Those lines of the records that contain "struct" are to be located and copied.

——————————

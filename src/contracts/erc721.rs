// SPDX-FileCopyrightText: 2025 Semiotic AI, Inc.
//
// SPDX-License-Identifier: Apache-2.0

//! ERC-721 bindings: the core interface and its enumerable and metadata
//! extensions.

use std::ops::Deref;

use alloy_primitives::{Address, Bytes, FixedBytes, TxHash, U256};
use alloy_provider::Provider;
use alloy_rpc_types::Log;
use alloy_sol_types::sol;
use tokio::sync::mpsc;

use crate::abi::ContractKind;
use crate::binding::{
    Binding, BoundContract, CallOpts, EventIterator, EventLog, FilterOpts, TopicRules,
    TransactOpts, WatchHandle, WatchOpts,
};
use crate::config::BindingConfig;
use crate::errors::BindingError;

sol!(
    #[derive(Debug, PartialEq, Eq)]
    IERC721,
    "abi/ERC721.json"
);

sol!(
    #[derive(Debug, PartialEq, Eq)]
    IERC721Enumerable,
    "abi/ERC721Enumerable.json"
);

sol!(
    #[derive(Debug, PartialEq, Eq)]
    IERC721Metadata,
    "abi/ERC721Metadata.json"
);

sol!(
    #[derive(Debug, PartialEq, Eq)]
    IERC721Full,
    "abi/ERC721Full.json"
);

/// Binding for the core ERC-721 interface.
///
/// Every NFT binding in the crate dereferences to this type, so the core
/// methods and events are available on all of them.
#[derive(Debug, Clone)]
pub struct Erc721<P> {
    contract: BoundContract<P>,
}

impl<P> Deref for Erc721<P> {
    type Target = BoundContract<P>;

    fn deref(&self) -> &BoundContract<P> {
        &self.contract
    }
}

impl<P: Provider> Binding for Erc721<P> {
    type Provider = P;

    fn contract(&self) -> &BoundContract<P> {
        &self.contract
    }
}

impl<P: Provider> Erc721<P> {
    /// Bind the ERC-721 ABI to `address`.
    pub fn new(address: Address, provider: P, config: BindingConfig) -> Result<Self, BindingError> {
        BoundContract::bind(ContractKind::Erc721, address, provider, config).map(Self::from_contract)
    }

    /// Wrap a contract bound with an ABI that includes ERC-721.
    pub(crate) fn from_contract(contract: BoundContract<P>) -> Self {
        Self { contract }
    }

    pub async fn balance_of(&self, opts: &CallOpts, owner: Address) -> Result<U256, BindingError> {
        self.contract
            .call(opts, &IERC721::balanceOfCall { owner })
            .await
    }

    pub async fn owner_of(&self, opts: &CallOpts, token_id: U256) -> Result<Address, BindingError> {
        self.contract
            .call(opts, &IERC721::ownerOfCall { tokenId: token_id })
            .await
    }

    pub async fn get_approved(
        &self,
        opts: &CallOpts,
        token_id: U256,
    ) -> Result<Address, BindingError> {
        self.contract
            .call(opts, &IERC721::getApprovedCall { tokenId: token_id })
            .await
    }

    pub async fn is_approved_for_all(
        &self,
        opts: &CallOpts,
        owner: Address,
        operator: Address,
    ) -> Result<bool, BindingError> {
        self.contract
            .call(opts, &IERC721::isApprovedForAllCall { owner, operator })
            .await
    }

    /// ERC-165 interface detection.
    pub async fn supports_interface(
        &self,
        opts: &CallOpts,
        interface_id: FixedBytes<4>,
    ) -> Result<bool, BindingError> {
        self.contract
            .call(
                opts,
                &IERC721::supportsInterfaceCall {
                    interfaceId: interface_id,
                },
            )
            .await
    }

    pub async fn approve(
        &self,
        opts: &TransactOpts,
        to: Address,
        token_id: U256,
    ) -> Result<TxHash, BindingError> {
        self.contract
            .transact(opts, &IERC721::approveCall { to, tokenId: token_id })
            .await
    }

    pub async fn set_approval_for_all(
        &self,
        opts: &TransactOpts,
        operator: Address,
        approved: bool,
    ) -> Result<TxHash, BindingError> {
        self.contract
            .transact(opts, &IERC721::setApprovalForAllCall { operator, approved })
            .await
    }

    pub async fn transfer_from(
        &self,
        opts: &TransactOpts,
        from: Address,
        to: Address,
        token_id: U256,
    ) -> Result<TxHash, BindingError> {
        self.contract
            .transact(
                opts,
                &IERC721::transferFromCall {
                    from,
                    to,
                    tokenId: token_id,
                },
            )
            .await
    }

    /// `safeTransferFrom(address,address,uint256)`
    pub async fn safe_transfer_from(
        &self,
        opts: &TransactOpts,
        from: Address,
        to: Address,
        token_id: U256,
    ) -> Result<TxHash, BindingError> {
        self.contract
            .transact(
                opts,
                &IERC721::safeTransferFrom_0Call {
                    from,
                    to,
                    tokenId: token_id,
                },
            )
            .await
    }

    /// `safeTransferFrom(address,address,uint256,bytes)`
    pub async fn safe_transfer_from_with_data(
        &self,
        opts: &TransactOpts,
        from: Address,
        to: Address,
        token_id: U256,
        data: Bytes,
    ) -> Result<TxHash, BindingError> {
        self.contract
            .transact(
                opts,
                &IERC721::safeTransferFrom_1Call {
                    from,
                    to,
                    tokenId: token_id,
                    data,
                },
            )
            .await
    }

    pub async fn filter_transfer(
        &self,
        opts: &FilterOpts,
        from: &[Address],
        to: &[Address],
        token_id: &[U256],
    ) -> Result<EventIterator<'_, P, IERC721::Transfer>, BindingError> {
        let rules = TopicRules::any().topic1(from).topic2(to).topic3(token_id);
        self.contract.filter_logs(opts, &rules).await
    }

    pub async fn watch_transfer(
        &self,
        opts: &WatchOpts,
        sink: mpsc::Sender<EventLog<IERC721::Transfer>>,
        from: &[Address],
        to: &[Address],
        token_id: &[U256],
    ) -> Result<WatchHandle, BindingError> {
        let rules = TopicRules::any().topic1(from).topic2(to).topic3(token_id);
        self.contract.watch_logs(opts, &rules, sink).await
    }

    pub fn parse_transfer(&self, log: &Log) -> Result<IERC721::Transfer, BindingError> {
        self.contract.parse_log(log)
    }

    pub async fn filter_approval(
        &self,
        opts: &FilterOpts,
        owner: &[Address],
        approved: &[Address],
        token_id: &[U256],
    ) -> Result<EventIterator<'_, P, IERC721::Approval>, BindingError> {
        let rules = TopicRules::any()
            .topic1(owner)
            .topic2(approved)
            .topic3(token_id);
        self.contract.filter_logs(opts, &rules).await
    }

    pub async fn watch_approval(
        &self,
        opts: &WatchOpts,
        sink: mpsc::Sender<EventLog<IERC721::Approval>>,
        owner: &[Address],
        approved: &[Address],
        token_id: &[U256],
    ) -> Result<WatchHandle, BindingError> {
        let rules = TopicRules::any()
            .topic1(owner)
            .topic2(approved)
            .topic3(token_id);
        self.contract.watch_logs(opts, &rules, sink).await
    }

    pub fn parse_approval(&self, log: &Log) -> Result<IERC721::Approval, BindingError> {
        self.contract.parse_log(log)
    }

    pub async fn filter_approval_for_all(
        &self,
        opts: &FilterOpts,
        owner: &[Address],
        operator: &[Address],
    ) -> Result<EventIterator<'_, P, IERC721::ApprovalForAll>, BindingError> {
        let rules = TopicRules::any().topic1(owner).topic2(operator);
        self.contract.filter_logs(opts, &rules).await
    }

    pub async fn watch_approval_for_all(
        &self,
        opts: &WatchOpts,
        sink: mpsc::Sender<EventLog<IERC721::ApprovalForAll>>,
        owner: &[Address],
        operator: &[Address],
    ) -> Result<WatchHandle, BindingError> {
        let rules = TopicRules::any().topic1(owner).topic2(operator);
        self.contract.watch_logs(opts, &rules, sink).await
    }

    pub fn parse_approval_for_all(
        &self,
        log: &Log,
    ) -> Result<IERC721::ApprovalForAll, BindingError> {
        self.contract.parse_log(log)
    }
}

/// Binding for ERC-721 with the enumeration extension.
#[derive(Debug, Clone)]
pub struct Erc721Enumerable<P> {
    inner: Erc721<P>,
}

impl<P> Deref for Erc721Enumerable<P> {
    type Target = Erc721<P>;

    fn deref(&self) -> &Erc721<P> {
        &self.inner
    }
}

impl<P: Provider> Binding for Erc721Enumerable<P> {
    type Provider = P;

    fn contract(&self) -> &BoundContract<P> {
        &self.inner.contract
    }
}

impl<P: Provider> Erc721Enumerable<P> {
    pub fn new(address: Address, provider: P, config: BindingConfig) -> Result<Self, BindingError> {
        let contract =
            BoundContract::bind(ContractKind::Erc721Enumerable, address, provider, config)?;
        Ok(Self {
            inner: Erc721::from_contract(contract),
        })
    }

    pub async fn total_supply(&self, opts: &CallOpts) -> Result<U256, BindingError> {
        total_supply(&self.inner.contract, opts).await
    }

    pub async fn token_of_owner_by_index(
        &self,
        opts: &CallOpts,
        owner: Address,
        index: U256,
    ) -> Result<U256, BindingError> {
        token_of_owner_by_index(&self.inner.contract, opts, owner, index).await
    }

    pub async fn token_by_index(&self, opts: &CallOpts, index: U256) -> Result<U256, BindingError> {
        token_by_index(&self.inner.contract, opts, index).await
    }
}

/// Binding for ERC-721 with the metadata extension.
#[derive(Debug, Clone)]
pub struct Erc721Metadata<P> {
    inner: Erc721<P>,
}

impl<P> Deref for Erc721Metadata<P> {
    type Target = Erc721<P>;

    fn deref(&self) -> &Erc721<P> {
        &self.inner
    }
}

impl<P: Provider> Binding for Erc721Metadata<P> {
    type Provider = P;

    fn contract(&self) -> &BoundContract<P> {
        &self.inner.contract
    }
}

impl<P: Provider> Erc721Metadata<P> {
    pub fn new(address: Address, provider: P, config: BindingConfig) -> Result<Self, BindingError> {
        let contract = BoundContract::bind(ContractKind::Erc721Metadata, address, provider, config)?;
        Ok(Self {
            inner: Erc721::from_contract(contract),
        })
    }

    pub async fn name(&self, opts: &CallOpts) -> Result<String, BindingError> {
        name(&self.inner.contract, opts).await
    }

    pub async fn symbol(&self, opts: &CallOpts) -> Result<String, BindingError> {
        symbol(&self.inner.contract, opts).await
    }

    pub async fn token_uri(&self, opts: &CallOpts, token_id: U256) -> Result<String, BindingError> {
        token_uri(&self.inner.contract, opts, token_id).await
    }
}

/// Binding for ERC-721 with both extensions.
///
/// [`StickerPack`](super::StickerPack) and [`StickerType`](super::StickerType)
/// dereference to this type.
#[derive(Debug, Clone)]
pub struct Erc721Full<P> {
    inner: Erc721<P>,
}

impl<P> Deref for Erc721Full<P> {
    type Target = Erc721<P>;

    fn deref(&self) -> &Erc721<P> {
        &self.inner
    }
}

impl<P: Provider> Binding for Erc721Full<P> {
    type Provider = P;

    fn contract(&self) -> &BoundContract<P> {
        &self.inner.contract
    }
}

impl<P: Provider> Erc721Full<P> {
    pub fn new(address: Address, provider: P, config: BindingConfig) -> Result<Self, BindingError> {
        BoundContract::bind(ContractKind::Erc721Full, address, provider, config)
            .map(Self::from_contract)
    }

    pub(crate) fn from_contract(contract: BoundContract<P>) -> Self {
        Self {
            inner: Erc721::from_contract(contract),
        }
    }

    pub async fn total_supply(&self, opts: &CallOpts) -> Result<U256, BindingError> {
        total_supply(&self.inner.contract, opts).await
    }

    pub async fn token_of_owner_by_index(
        &self,
        opts: &CallOpts,
        owner: Address,
        index: U256,
    ) -> Result<U256, BindingError> {
        token_of_owner_by_index(&self.inner.contract, opts, owner, index).await
    }

    pub async fn token_by_index(&self, opts: &CallOpts, index: U256) -> Result<U256, BindingError> {
        token_by_index(&self.inner.contract, opts, index).await
    }

    pub async fn name(&self, opts: &CallOpts) -> Result<String, BindingError> {
        name(&self.inner.contract, opts).await
    }

    pub async fn symbol(&self, opts: &CallOpts) -> Result<String, BindingError> {
        symbol(&self.inner.contract, opts).await
    }

    pub async fn token_uri(&self, opts: &CallOpts, token_id: U256) -> Result<String, BindingError> {
        token_uri(&self.inner.contract, opts, token_id).await
    }
}

async fn total_supply<P: Provider>(
    contract: &BoundContract<P>,
    opts: &CallOpts,
) -> Result<U256, BindingError> {
    contract
        .call(opts, &IERC721Enumerable::totalSupplyCall {})
        .await
}

async fn token_of_owner_by_index<P: Provider>(
    contract: &BoundContract<P>,
    opts: &CallOpts,
    owner: Address,
    index: U256,
) -> Result<U256, BindingError> {
    contract
        .call(
            opts,
            &IERC721Enumerable::tokenOfOwnerByIndexCall { owner, index },
        )
        .await
}

async fn token_by_index<P: Provider>(
    contract: &BoundContract<P>,
    opts: &CallOpts,
    index: U256,
) -> Result<U256, BindingError> {
    contract
        .call(opts, &IERC721Enumerable::tokenByIndexCall { index })
        .await
}

async fn name<P: Provider>(
    contract: &BoundContract<P>,
    opts: &CallOpts,
) -> Result<String, BindingError> {
    contract.call(opts, &IERC721Metadata::nameCall {}).await
}

async fn symbol<P: Provider>(
    contract: &BoundContract<P>,
    opts: &CallOpts,
) -> Result<String, BindingError> {
    contract.call(opts, &IERC721Metadata::symbolCall {}).await
}

async fn token_uri<P: Provider>(
    contract: &BoundContract<P>,
    opts: &CallOpts,
    token_id: U256,
) -> Result<String, BindingError> {
    contract
        .call(opts, &IERC721Metadata::tokenURICall { tokenId: token_id })
        .await
}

——————————

Answer for the task.
pub struct Erc721<P> {
pub struct Erc721Enumerable<P> {
pub struct Erc721Metadata<P> {
pub struct Erc721Full<P> {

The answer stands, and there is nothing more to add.